Townie Bagels: Palm Springs' Best Bagels Worth the Wait

Townie Bagels in Palm Springs has served Southern California's best water-boiled bagels for over a decade, with flavors from sourdough to apple cranberry.

3 min read

Townie Bagels has been water-boiling bagels in Palm Springs since 2015, and it’s built a following that stretches well past the Coachella Valley’s borders.

Andy Wysocki and Bill Sanderson are the co-founders. Wysocki spent months working through dough variations in his home kitchen before they opened. Neither of them had run a cafe before Townie. That’s the kind of detail that should be a warning sign, but over a decade in, the shop has done more than survive. It’s become one of the most talked-about bagel destinations in Southern California, which is a different category of achievement entirely.

The space is a single room with a patio out front. Most mornings you’ll walk into a line. Don’t panic. It turns over fast, and once you’re standing outside in the desert morning with something warm in your hand, the wait doesn’t feel like anything at all.
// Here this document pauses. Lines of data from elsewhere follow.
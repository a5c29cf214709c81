//! End-to-end pipeline tests: folding equivalence, dead-branch
//! pruning, diagnostics, multi-return emission, and entry resolution.

mod common;

use common::{
    compile, compile_err, expr_stmt, function, let_stmt, main_fn, println_stmt, ret_stmt,
    run_program,
};
use kiln::compiler::diagnostics::DiagnosticKind;
use kiln::compiler::syntax::{BinaryOp, Expr, Program, Span, Statement};
use kiln::compiler::target::Op;
use kiln::{CompilationContext, CompileError};

/// Folding an integer expression never changes the program's output.
#[test]
fn test_integer_folding_preserves_behavior() {
    for fold in [false, true] {
        let mut ctx = CompilationContext::new();
        let print = println_stmt(
            &mut ctx,
            Expr::binary(
                BinaryOp::Sub,
                Expr::binary(
                    BinaryOp::Mul,
                    Expr::binary(BinaryOp::Add, Expr::int(2), Expr::int(3)),
                    Expr::int(4),
                ),
                Expr::binary(BinaryOp::Div, Expr::int(9), Expr::int(2)),
            ),
        );
        let program = main_fn(&mut ctx, vec![print]);
        let output = run_program(&mut ctx, program, fold);
        assert_eq!(output, vec!["16".to_string()], "fold_constants = {fold}");
    }
}

/// Each of the ten binary operators prints the same result whether or
/// not constants are folded.
#[test]
fn test_fold_equivalence_across_all_operators() {
    use BinaryOp::{Add, Div, Eq, Ge, Gt, Le, Lt, Mul, Ne, Sub};
    for op in [Add, Sub, Mul, Div, Eq, Ne, Lt, Le, Gt, Ge] {
        let mut outputs = Vec::new();
        for fold in [false, true] {
            let mut ctx = CompilationContext::new();
            let print = println_stmt(&mut ctx, Expr::binary(op, Expr::int(7), Expr::int(3)));
            let program = main_fn(&mut ctx, vec![print]);
            outputs.push(run_program(&mut ctx, program, fold));
        }
        assert_eq!(outputs[0], outputs[1], "operator {op}");
        assert_eq!(outputs[0].len(), 1, "operator {op}");
    }
}

/// Division by a zero literal is never folded away; the failure is
/// deferred to run time, so the division survives in the emitted code.
#[test]
fn test_division_by_zero_survives_folding() {
    let mut ctx = CompilationContext::new();
    let print = println_stmt(
        &mut ctx,
        Expr::binary(BinaryOp::Div, Expr::int(1), Expr::int(0)),
    );
    let program = main_fn(&mut ctx, vec![print]);
    let compiled = compile(&mut ctx, program, true);
    assert!(
        compiled
            .entry_function()
            .code
            .contains(&Op::I64DivS)
    );
}

/// `false and <div-by-zero comparison>` folds to `false`; the pruned
/// right side is neither folded nor evaluated.
#[test]
fn test_short_circuit_prunes_the_right_operand() {
    let mut ctx = CompilationContext::new();
    let print = println_stmt(
        &mut ctx,
        Expr::binary(
            BinaryOp::And,
            Expr::bool(false),
            Expr::binary(
                BinaryOp::Eq,
                Expr::binary(BinaryOp::Div, Expr::int(1), Expr::int(0)),
                Expr::int(0),
            ),
        ),
    );
    let program = main_fn(&mut ctx, vec![print]);
    let output = run_program(&mut ctx, program, true);
    assert_eq!(output, vec!["false".to_string()]);
}

/// `if false { ... }` disappears; `while false { ... }` disappears;
/// the surrounding statements keep running.
#[test]
fn test_literal_conditions_prune_dead_branches() {
    let mut ctx = CompilationContext::new();
    let dead_print = println_stmt(&mut ctx, Expr::int(-1));
    let dead_loop_print = println_stmt(&mut ctx, Expr::int(-2));
    let live_print = println_stmt(&mut ctx, Expr::int(7));
    let program = main_fn(
        &mut ctx,
        vec![
            Statement::If {
                condition: Expr::bool(false),
                then_block: vec![dead_print],
                else_block: None,
                span: Span::default(),
            },
            Statement::While {
                condition: Expr::bool(false),
                body: vec![dead_loop_print],
                span: Span::default(),
            },
            live_print,
        ],
    );
    let compiled = compile(&mut ctx, program, true);
    // Nothing of the dead branches survives emission.
    assert!(
        !compiled
            .entry_function()
            .code
            .iter()
            .any(|op| matches!(op, Op::I64Const(-1) | Op::I64Const(-2)))
    );
    assert_eq!(common::run(&compiled), vec!["7".to_string()]);
}

/// Calling a two-argument form of a function only declared with one
/// parameter yields exactly one `Type` diagnostic.
#[test]
fn test_unresolvable_overload_is_one_type_diagnostic() {
    let mut ctx = CompilationContext::new();
    let f = ctx.interner.intern("f");
    let helper = function(&mut ctx, "f", &[("x", "int64")], None, Vec::new());
    let mut program = main_fn(
        &mut ctx,
        vec![expr_stmt(Expr::call(f, vec![Expr::int(1), Expr::int(2)]))],
    );
    program.functions.push(helper);
    let CompileError::Diagnostics(diagnostics) = compile_err(&mut ctx, program) else {
        panic!("expected diagnostics");
    };
    assert_eq!(diagnostics.len(), 1);
    assert_eq!(diagnostics[0].kind, DiagnosticKind::Type);
}

/// A function with three return statements still emits exactly one
/// physical return instruction.
#[test]
fn test_three_returns_one_physical_ret() {
    let mut ctx = CompilationContext::new();
    let pick = ctx.interner.intern("pick");
    let x = ctx.interner.intern("x");
    let body = vec![
        Statement::If {
            condition: Expr::binary(BinaryOp::Lt, Expr::name(x), Expr::int(0)),
            then_block: vec![ret_stmt(Some(Expr::int(-1)))],
            else_block: None,
            span: Span::default(),
        },
        Statement::If {
            condition: Expr::binary(BinaryOp::Gt, Expr::name(x), Expr::int(0)),
            then_block: vec![ret_stmt(Some(Expr::int(1)))],
            else_block: None,
            span: Span::default(),
        },
        ret_stmt(Some(Expr::int(0))),
    ];
    let helper = function(&mut ctx, "pick", &[("x", "int64")], Some("int64"), body);
    let negative = println_stmt(&mut ctx, Expr::call(pick, vec![Expr::int(-5)]));
    let positive = println_stmt(&mut ctx, Expr::call(pick, vec![Expr::int(9)]));
    let zero = println_stmt(&mut ctx, Expr::call(pick, vec![Expr::int(0)]));
    let mut program = main_fn(&mut ctx, vec![negative, positive, zero]);
    program.functions.push(helper);
    let compiled = compile(&mut ctx, program, true);
    let pick_fn = compiled
        .functions
        .iter()
        .find(|f| ctx.interner.resolve(f.symbol.qualified_name) == "pick")
        .expect("pick was generated");
    assert_eq!(
        pick_fn
            .code
            .iter()
            .filter(|op| matches!(op, Op::Ret))
            .count(),
        1
    );
    assert_eq!(common::run(&compiled), vec!["-1", "1", "0"]);
}

/// Mixed int64/float64 arithmetic widens the int side end to end.
#[test]
fn test_numeric_promotion_end_to_end() {
    let mut ctx = CompilationContext::new();
    let print = println_stmt(
        &mut ctx,
        Expr::binary(BinaryOp::Add, Expr::int(1), Expr::float(0.5)),
    );
    let program = main_fn(&mut ctx, vec![print]);
    // Folding off keeps the Convert op observable at run time.
    let output = run_program(&mut ctx, program, false);
    assert_eq!(output, vec!["1.5".to_string()]);
}

/// break/continue outside a loop are Flow diagnostics, not Type ones.
#[test]
fn test_break_outside_loop_is_a_flow_diagnostic() {
    let mut ctx = CompilationContext::new();
    let program = main_fn(
        &mut ctx,
        vec![Statement::Break {
            span: Span::default(),
        }],
    );
    let CompileError::Diagnostics(diagnostics) = compile_err(&mut ctx, program) else {
        panic!("expected diagnostics");
    };
    assert_eq!(diagnostics.len(), 1);
    assert_eq!(diagnostics[0].kind, DiagnosticKind::Flow);
}

/// Two `main` overloads collapse to the parameterless one.
#[test]
fn test_entry_point_collapses_to_parameterless_main() {
    let mut ctx = CompilationContext::new();
    let with_param = function(&mut ctx, "main", &[("x", "int64")], None, Vec::new());
    let mut program = main_fn(&mut ctx, Vec::new());
    program.functions.push(with_param);
    let compiled = compile(&mut ctx, program, true);
    assert!(compiled.entry.params.is_empty());
}

/// Two parameterful `main` overloads and no parameterless one is a
/// fatal ambiguity, not a diagnostic.
#[test]
fn test_ambiguous_entry_point_is_fatal() {
    let mut ctx = CompilationContext::new();
    let a = function(&mut ctx, "main", &[("x", "int64")], None, Vec::new());
    let b = function(&mut ctx, "main", &[("x", "bool")], None, Vec::new());
    let program = Program {
        functions: vec![a, b],
    };
    let err = compile_err(&mut ctx, program);
    assert!(matches!(err, CompileError::Codegen(_)));
    assert!(err.to_string().contains("ambiguous entry point"));
}

/// A nested function is flattened, qualified, and callable end to end.
#[test]
fn test_nested_function_flattens_and_runs() {
    let mut ctx = CompilationContext::new();
    let double = ctx.interner.intern("double");
    let x = ctx.interner.intern("x");
    let inner = function(
        &mut ctx,
        "double",
        &[("x", "int64")],
        Some("int64"),
        vec![ret_stmt(Some(Expr::binary(
            BinaryOp::Mul,
            Expr::name(x),
            Expr::int(2),
        )))],
    );
    let print = println_stmt(&mut ctx, Expr::call(double, vec![Expr::int(21)]));
    let program = main_fn(&mut ctx, vec![Statement::FnDecl(inner), print]);
    let compiled = compile(&mut ctx, program, true);
    assert!(
        compiled
            .functions
            .iter()
            .any(|f| ctx.interner.resolve(f.symbol.qualified_name) == "main.double")
    );
    assert_eq!(common::run(&compiled), vec!["42".to_string()]);
}

/// Constants fold into their use sites and cannot be reassigned.
#[test]
fn test_constants_substitute_and_string_concat_folds() {
    let mut ctx = CompilationContext::new();
    let greeting = ctx.interner.intern("greeting");
    let print = println_stmt(
        &mut ctx,
        Expr::binary(BinaryOp::Add, Expr::name(greeting), Expr::str(" world")),
    );
    let program = main_fn(
        &mut ctx,
        vec![
            Statement::ConstDecl {
                name: greeting,
                annotation: None,
                init: Expr::str("hello"),
                span: Span::default(),
            },
            print,
        ],
    );
    let output = run_program(&mut ctx, program, true);
    assert_eq!(output, vec!["hello world".to_string()]);
}

/// Shadowing in a nested block leaves the outer binding intact.
#[test]
fn test_block_shadowing_restores_outer_binding() {
    let mut ctx = CompilationContext::new();
    let x = ctx.interner.intern("x");
    let outer_decl = let_stmt(&mut ctx, "x", Expr::int(1));
    let inner_decl = let_stmt(&mut ctx, "x", Expr::int(2));
    let inner_print = println_stmt(&mut ctx, Expr::name(x));
    let outer_print = println_stmt(&mut ctx, Expr::name(x));
    let program = main_fn(
        &mut ctx,
        vec![
            outer_decl,
            Statement::Block {
                statements: vec![inner_decl, inner_print],
                span: Span::default(),
            },
            outer_print,
        ],
    );
    let output = run_program(&mut ctx, program, true);
    assert_eq!(output, vec!["2".to_string(), "1".to_string()]);
}
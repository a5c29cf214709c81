//! The typed IR tree: every expression carries a concrete type,
//! implicit widenings are explicit `Convert` nodes, and range-based
//! for loops have been desugared into primitive loops. Trees are
//! rebuilt bottom-up by rewriters; nodes are never mutated in place.

use crate::compiler::symbols::{FunctionSymbol, ParameterSymbol, VariableSymbol};
use crate::compiler::syntax::{BinaryOp, LiteralValue, UnaryOp};
use crate::compiler::types::TypeRef;
use std::rc::Rc;

#[derive(Debug, Clone)]
pub struct IrProgram {
    pub functions: Vec<IrFunction>,
}

#[derive(Debug, Clone)]
pub struct IrFunction {
    pub symbol: Rc<FunctionSymbol>,
    pub body: Vec<IrStatement>,
}

/// A reference to a local storage location.
#[derive(Debug, Clone)]
pub enum LocalRef {
    Variable(Rc<VariableSymbol>),
    Parameter(Rc<ParameterSymbol>),
}

impl LocalRef {
    pub fn ty(&self) -> &TypeRef {
        match self {
            LocalRef::Variable(v) => &v.ty,
            LocalRef::Parameter(p) => &p.ty,
        }
    }
}

#[derive(Debug, Clone)]
pub enum IrStatement {
    VarDecl {
        symbol: Rc<VariableSymbol>,
        init: IrExpr,
    },
    Assign {
        target: LocalRef,
        value: IrExpr,
    },
    If {
        condition: IrExpr,
        then_block: Vec<IrStatement>,
        else_block: Option<Vec<IrStatement>>,
    },
    While {
        condition: IrExpr,
        body: Vec<IrStatement>,
    },
    Break,
    Continue,
    Return {
        value: Option<IrExpr>,
    },
    Expr {
        expr: IrExpr,
    },
    Block {
        statements: Vec<IrStatement>,
    },
}

/// Short-circuit logical operators, split out of `BinaryOp` once types
/// are known so the folder and generator can treat them specially.
#[derive(Debug, Clone, Copy, PartialEq, Eq)]
pub enum LogicalOp {
    And,
    Or,
}

#[derive(Debug, Clone)]
pub enum IrExpr {
    Literal {
        value: LiteralValue,
        ty: TypeRef,
    },
    Local {
        local: LocalRef,
    },
    Unary {
        op: UnaryOp,
        operand: Box<IrExpr>,
        ty: TypeRef,
    },
    /// Arithmetic, comparison and equality; never `And`/`Or`.
    Binary {
        op: BinaryOp,
        left: Box<IrExpr>,
        right: Box<IrExpr>,
        ty: TypeRef,
    },
    Logical {
        op: LogicalOp,
        left: Box<IrExpr>,
        right: Box<IrExpr>,
        ty: TypeRef,
    },
    Call {
        symbol: Rc<FunctionSymbol>,
        args: Vec<IrExpr>,
    },
    /// Synthesized implicit conversion; the only widening is
    /// int64 → float64.
    Convert {
        value: Box<IrExpr>,
        ty: TypeRef,
    },
    /// Placeholder for an expression that failed to check.
    Error {
        ty: TypeRef,
    },
}

impl IrExpr {
    pub fn ty(&self) -> &TypeRef {
        match self {
            IrExpr::Literal { ty, .. }
            | IrExpr::Unary { ty, .. }
            | IrExpr::Binary { ty, .. }
            | IrExpr::Logical { ty, .. }
            | IrExpr::Convert { ty, .. }
            | IrExpr::Error { ty } => ty,
            IrExpr::Local { local } => local.ty(),
            IrExpr::Call { symbol, .. } => &symbol.return_type,
        }
    }

    pub fn as_literal(&self) -> Option<&LiteralValue> {
        match self {
            IrExpr::Literal { value, .. } => Some(value),
            _ => None,
        }
    }

    /// A literal integer, looking through a single unary negation the
    /// way a front end delivers negative literals.
    pub fn as_int_literal(&self) -> Option<i64> {
        match self {
            IrExpr::Literal {
                value: LiteralValue::Int(v),
                ..
            } => Some(*v),
            IrExpr::Unary {
                op: UnaryOp::Neg,
                operand,
                ..
            } => match operand.as_ref() {
                IrExpr::Literal {
                    value: LiteralValue::Int(v),
                    ..
                } => v.checked_neg(),
                _ => None,
            },
            _ => None,
        }
    }
}
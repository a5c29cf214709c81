//! Shared helpers for the integration tests: terse syntax-tree
//! builders plus a small reference interpreter for the abstract target
//! operations, so generated programs can be executed and their printed
//! output asserted.

#![allow(dead_code)]

use kiln::compiler::symbols::HostFn;
use kiln::compiler::syntax::{
    Expr, FunctionDecl, ParamDecl, Program, Span, Statement, TypeAnnotation,
};
use kiln::compiler::target::{CompiledFunction, CompiledProgram, Op};
use kiln::{CompilationContext, CompileError, CompilerConfig};

pub fn main_fn(ctx: &mut CompilationContext, body: Vec<Statement>) -> Program {
    Program {
        functions: vec![function(ctx, "main", &[], None, body)],
    }
}

pub fn function(
    ctx: &mut CompilationContext,
    name: &str,
    params: &[(&str, &str)],
    return_type: Option<&str>,
    body: Vec<Statement>,
) -> FunctionDecl {
    let params = params
        .iter()
        .map(|(name, ty)| ParamDecl {
            name: ctx.interner.intern(name),
            annotation: TypeAnnotation {
                name: ctx.interner.intern(ty),
                span: Span::default(),
            },
            span: Span::default(),
        })
        .collect();
    FunctionDecl {
        name: ctx.interner.intern(name),
        params,
        return_annotation: return_type.map(|ty| TypeAnnotation {
            name: ctx.interner.intern(ty),
            span: Span::default(),
        }),
        body,
        span: Span::default(),
    }
}

pub fn expr_stmt(expr: Expr) -> Statement {
    Statement::Expr {
        expr,
        span: Span::default(),
    }
}

pub fn println_stmt(ctx: &mut CompilationContext, arg: Expr) -> Statement {
    let println = ctx.interner.intern("println");
    expr_stmt(Expr::call(println, vec![arg]))
}

pub fn let_stmt(ctx: &mut CompilationContext, name: &str, init: Expr) -> Statement {
    Statement::VarDecl {
        name: ctx.interner.intern(name),
        annotation: None,
        init,
        span: Span::default(),
    }
}

pub fn ret_stmt(value: Option<Expr>) -> Statement {
    Statement::Return {
        value,
        span: Span::default(),
    }
}

pub fn for_stmt(
    ctx: &mut CompilationContext,
    var: &str,
    start: Expr,
    end: Expr,
    inclusive: bool,
    step: Option<Expr>,
    body: Vec<Statement>,
) -> Statement {
    Statement::For {
        var: ctx.interner.intern(var),
        start,
        end,
        inclusive,
        step,
        body,
        span: Span::default(),
    }
}

/// Compile with the given folding setting; panics on any error so
/// tests read as straight-line assertions.
pub fn compile(
    ctx: &mut CompilationContext,
    program: Program,
    fold_constants: bool,
) -> CompiledProgram {
    let config = CompilerConfig {
        fold_constants,
        ..CompilerConfig::default()
    };
    kiln::compile(ctx, program, &config).expect("program compiles")
}

pub fn compile_err(ctx: &mut CompilationContext, program: Program) -> CompileError {
    kiln::compile(ctx, program, &CompilerConfig::default())
        .err()
        .expect("program is rejected")
}

/// Compile and execute, returning the printed lines.
pub fn run_program(ctx: &mut CompilationContext, program: Program, fold_constants: bool) -> Vec<String> {
    let compiled = compile(ctx, program, fold_constants);
    run(&compiled)
}

// --- reference interpreter -------------------------------------------------

#[derive(Debug, Clone, Copy, PartialEq)]
enum Value {
    Int(i64),
    Float(f64),
    Bool(bool),
    Str(usize),
}

struct Machine<'a> {
    program: &'a CompiledProgram,
    strings: Vec<String>,
    output: Vec<String>,
}

/// Execute a compiled program from its entry point and collect the
/// println output.
pub fn run(program: &CompiledProgram) -> Vec<String> {
    let mut machine = Machine {
        program,
        strings: program.strings.clone(),
        output: Vec::new(),
    };
    let entry = program.entry_function();
    machine.run_function(entry, Vec::new());
    machine.output
}

impl Machine<'_> {
    fn run_function(&mut self, function: &CompiledFunction, args: Vec<Value>) -> Option<Value> {
        let mut locals = vec![Value::Int(0); function.locals.max(args.len())];
        locals[..args.len()].copy_from_slice(&args);
        let mut stack: Vec<Value> = Vec::new();
        let mut pc = 0;
        while pc < function.code.len() {
            match &function.code[pc] {
                Op::I64Const(v) => stack.push(Value::Int(*v)),
                Op::F64Const(v) => stack.push(Value::Float(*v)),
                Op::BoolConst(v) => stack.push(Value::Bool(*v)),
                Op::StringConst(i) => stack.push(Value::Str(*i)),
                Op::LocalGet(slot) => stack.push(locals[*slot]),
                Op::LocalSet(slot) => locals[*slot] = pop(&mut stack),
                Op::Drop => {
                    pop(&mut stack);
                }
                Op::Dup => {
                    let top = *stack.last().expect("stack underflow");
                    stack.push(top);
                }
                Op::I64Add => int_binop(&mut stack, |a, b| a.wrapping_add(b)),
                Op::I64Sub => int_binop(&mut stack, |a, b| a.wrapping_sub(b)),
                Op::I64Mul => int_binop(&mut stack, |a, b| a.wrapping_mul(b)),
                Op::I64DivS => int_binop(&mut stack, |a, b| {
                    a.checked_div(b).expect("division by zero")
                }),
                Op::I64Neg => {
                    let v = pop_int(&mut stack);
                    stack.push(Value::Int(v.wrapping_neg()));
                }
                Op::F64Add => float_binop(&mut stack, |a, b| a + b),
                Op::F64Sub => float_binop(&mut stack, |a, b| a - b),
                Op::F64Mul => float_binop(&mut stack, |a, b| a * b),
                Op::F64Div => float_binop(&mut stack, |a, b| a / b),
                Op::F64Neg => {
                    let v = pop_float(&mut stack);
                    stack.push(Value::Float(-v));
                }
                Op::I64Eq => int_cmp(&mut stack, |a, b| a == b),
                Op::I64Ne => int_cmp(&mut stack, |a, b| a != b),
                Op::I64LtS => int_cmp(&mut stack, |a, b| a < b),
                Op::I64LeS => int_cmp(&mut stack, |a, b| a <= b),
                Op::I64GtS => int_cmp(&mut stack, |a, b| a > b),
                Op::I64GeS => int_cmp(&mut stack, |a, b| a >= b),
                Op::F64Eq => float_cmp(&mut stack, |a, b| a == b),
                Op::F64Ne => float_cmp(&mut stack, |a, b| a != b),
                Op::F64Lt => float_cmp(&mut stack, |a, b| a < b),
                Op::F64Le => float_cmp(&mut stack, |a, b| a <= b),
                Op::F64Gt => float_cmp(&mut stack, |a, b| a > b),
                Op::F64Ge => float_cmp(&mut stack, |a, b| a >= b),
                Op::BoolNot => {
                    let v = pop_bool(&mut stack);
                    stack.push(Value::Bool(!v));
                }
                Op::BoolAnd => bool_binop(&mut stack, |a, b| a && b),
                Op::BoolOr => bool_binop(&mut stack, |a, b| a || b),
                Op::BoolEq => bool_cmp(&mut stack, |a, b| a == b),
                Op::BoolNe => bool_cmp(&mut stack, |a, b| a != b),
                Op::StringConcat => {
                    let b = self.pop_str(&mut stack);
                    let a = self.pop_str(&mut stack);
                    let joined = format!("{}{}", a, b);
                    let index = self.strings.len();
                    self.strings.push(joined);
                    stack.push(Value::Str(index));
                }
                Op::StringEq => {
                    let b = self.pop_str(&mut stack);
                    let a = self.pop_str(&mut stack);
                    stack.push(Value::Bool(a == b));
                }
                Op::StringNe => {
                    let b = self.pop_str(&mut stack);
                    let a = self.pop_str(&mut stack);
                    stack.push(Value::Bool(a != b));
                }
                Op::F64ConvertI64S => {
                    let v = pop_int(&mut stack);
                    stack.push(Value::Float(v as f64));
                }
                Op::Jmp(target) => {
                    pc = *target;
                    continue;
                }
                Op::BrIf(target) => {
                    if pop_bool(&mut stack) {
                        pc = *target;
                        continue;
                    }
                }
                Op::BrIfFalse(target) => {
                    if !pop_bool(&mut stack) {
                        pc = *target;
                        continue;
                    }
                }
                Op::Call(serial, argc) => {
                    let callee = self
                        .program
                        .function(*serial)
                        .expect("call target has a body");
                    let split = stack.len() - argc;
                    let args = stack.split_off(split);
                    if let Some(result) = self.run_function(callee, args) {
                        stack.push(result);
                    }
                }
                Op::HostCall(host) => self.host_call(*host, &mut stack),
                Op::Ret => {
                    return if function.symbol.return_type.is_none() {
                        None
                    } else {
                        stack.pop()
                    };
                }
            }
            pc += 1;
        }
        None
    }

    fn host_call(&mut self, host: HostFn, stack: &mut Vec<Value>) {
        let line = match host {
            HostFn::PrintlnInt64 => pop_int(stack).to_string(),
            HostFn::PrintlnFloat64 => pop_float(stack).to_string(),
            HostFn::PrintlnBool => pop_bool(stack).to_string(),
            HostFn::PrintlnString => {
                let value = pop(stack);
                let Value::Str(index) = value else {
                    panic!("println(string) over a non-string {value:?}");
                };
                self.strings[index].clone()
            }
        };
        self.output.push(line);
    }

    fn pop_str(&self, stack: &mut Vec<Value>) -> String {
        let Value::Str(index) = pop(stack) else {
            panic!("expected a string on the stack");
        };
        self.strings[index].clone()
    }
}

fn pop(stack: &mut Vec<Value>) -> Value {
    stack.pop().expect("stack underflow")
}

fn pop_int(stack: &mut Vec<Value>) -> i64 {
    match pop(stack) {
        Value::Int(v) => v,
        other => panic!("expected an int, found {other:?}"),
    }
}

fn pop_float(stack: &mut Vec<Value>) -> f64 {
    match pop(stack) {
        Value::Float(v) => v,
        other => panic!("expected a float, found {other:?}"),
    }
}

fn pop_bool(stack: &mut Vec<Value>) -> bool {
    match pop(stack) {
        Value::Bool(v) => v,
        other => panic!("expected a bool, found {other:?}"),
    }
}

fn int_binop(stack: &mut Vec<Value>, f: impl Fn(i64, i64) -> i64) {
    let b = pop_int(stack);
    let a = pop_int(stack);
    stack.push(Value::Int(f(a, b)));
}

fn int_cmp(stack: &mut Vec<Value>, f: impl Fn(i64, i64) -> bool) {
    let b = pop_int(stack);
    let a = pop_int(stack);
    stack.push(Value::Bool(f(a, b)));
}

fn float_binop(stack: &mut Vec<Value>, f: impl Fn(f64, f64) -> f64) {
    let b = pop_float(stack);
    let a = pop_float(stack);
    stack.push(Value::Float(f(a, b)));
}

fn float_cmp(stack: &mut Vec<Value>, f: impl Fn(f64, f64) -> bool) {
    let b = pop_float(stack);
    let a = pop_float(stack);
    stack.push(Value::Bool(f(a, b)));
}

fn bool_binop(stack: &mut Vec<Value>, f: impl Fn(bool, bool) -> bool) {
    let b = pop_bool(stack);
    let a = pop_bool(stack);
    stack.push(Value::Bool(f(a, b)));
}

fn bool_cmp(stack: &mut Vec<Value>, f: impl Fn(bool, bool) -> bool) {
    let b = pop_bool(stack);
    let a = pop_bool(stack);
    stack.push(Value::Bool(f(a, b)));
}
The bagel list is longer than you’d expect. Plain, sesame, apple cranberry, Asiago, everything, sourdough. That sourdough round earns its spot at the top of the order for most regulars. It’s got a genuine crackle on the outside and enough tang on the inside that you can tell the fermentation actually means something here. Not decorative sourness. The real thing. The bacon cheddar bialy rotates the format entirely, and Eater LA’s full review calls it a standout specifically because it breaks from what you’d expect to order at a bagel shop.

Serious.

The Feingold is a full commitment: egg, bacon, sausage, and ham, stacked on whatever bagel you want. It’s a lot. It holds together. For the Sunday morning New York deli experience, the Lox Works is the right call. Lox, cream cheese, tomato, onions, capers. The capers aren’t buried under the rest of it. The brine-to-cream-cheese ratio is calibrated in a way that a lot of West Coast shops can’t seem to get right, and Townie does it without making a fuss about it.

Cream cheese options run wide. Alongside the standards, you can get vegan cream cheese, peanut butter, strawberry jelly, and a maple cream cheese that the Canadian [snowbird retirees](https://en.wikipedia.org/wiki/Snowbird_(person) who winter in the valley seem to have collectively claimed as their own. The non-bagel section won’t surprise anyone who’s been watching Wysocki and Sanderson think through their customer base: sourdough loaves, baguettes, and a pasta with red sauce sitting in the takeaway fridge for the drive back to L.A. That pasta isn’t an afterthought. It’s a signal that the people running Townie are paying attention to what their customers actually need on a Sunday afternoon heading west on the 10.

I talked to a woman at the counter on a recent morning who makes the trip out from the Westside specifically for this place. “Every February,” she said. “I book my hotel around it.”

That’s 9 words. They carry a lot of weight.

The dining room runs at the pace Palm Springs runs at: unrushed, comfortable, easy. It’s the kind of place where you can scroll through your phone over a second cup of coffee without anyone hovering, or stretch a breakfast out long enough that you lose the thread of what time it is. The patio is where people-watching actually gets good. The crowd shifts across the morning from [snowbird retirees](https://en.wikipedia.org/wiki/Snowbird_(person) doing their slow lap of the desert season to younger visitors who drove in from somewhere in the basin and are now sitting with their shoes off, bagels in hand, looking like they don’t have anywhere to be.

Townie opened in 2015 without a template. It’s now the template.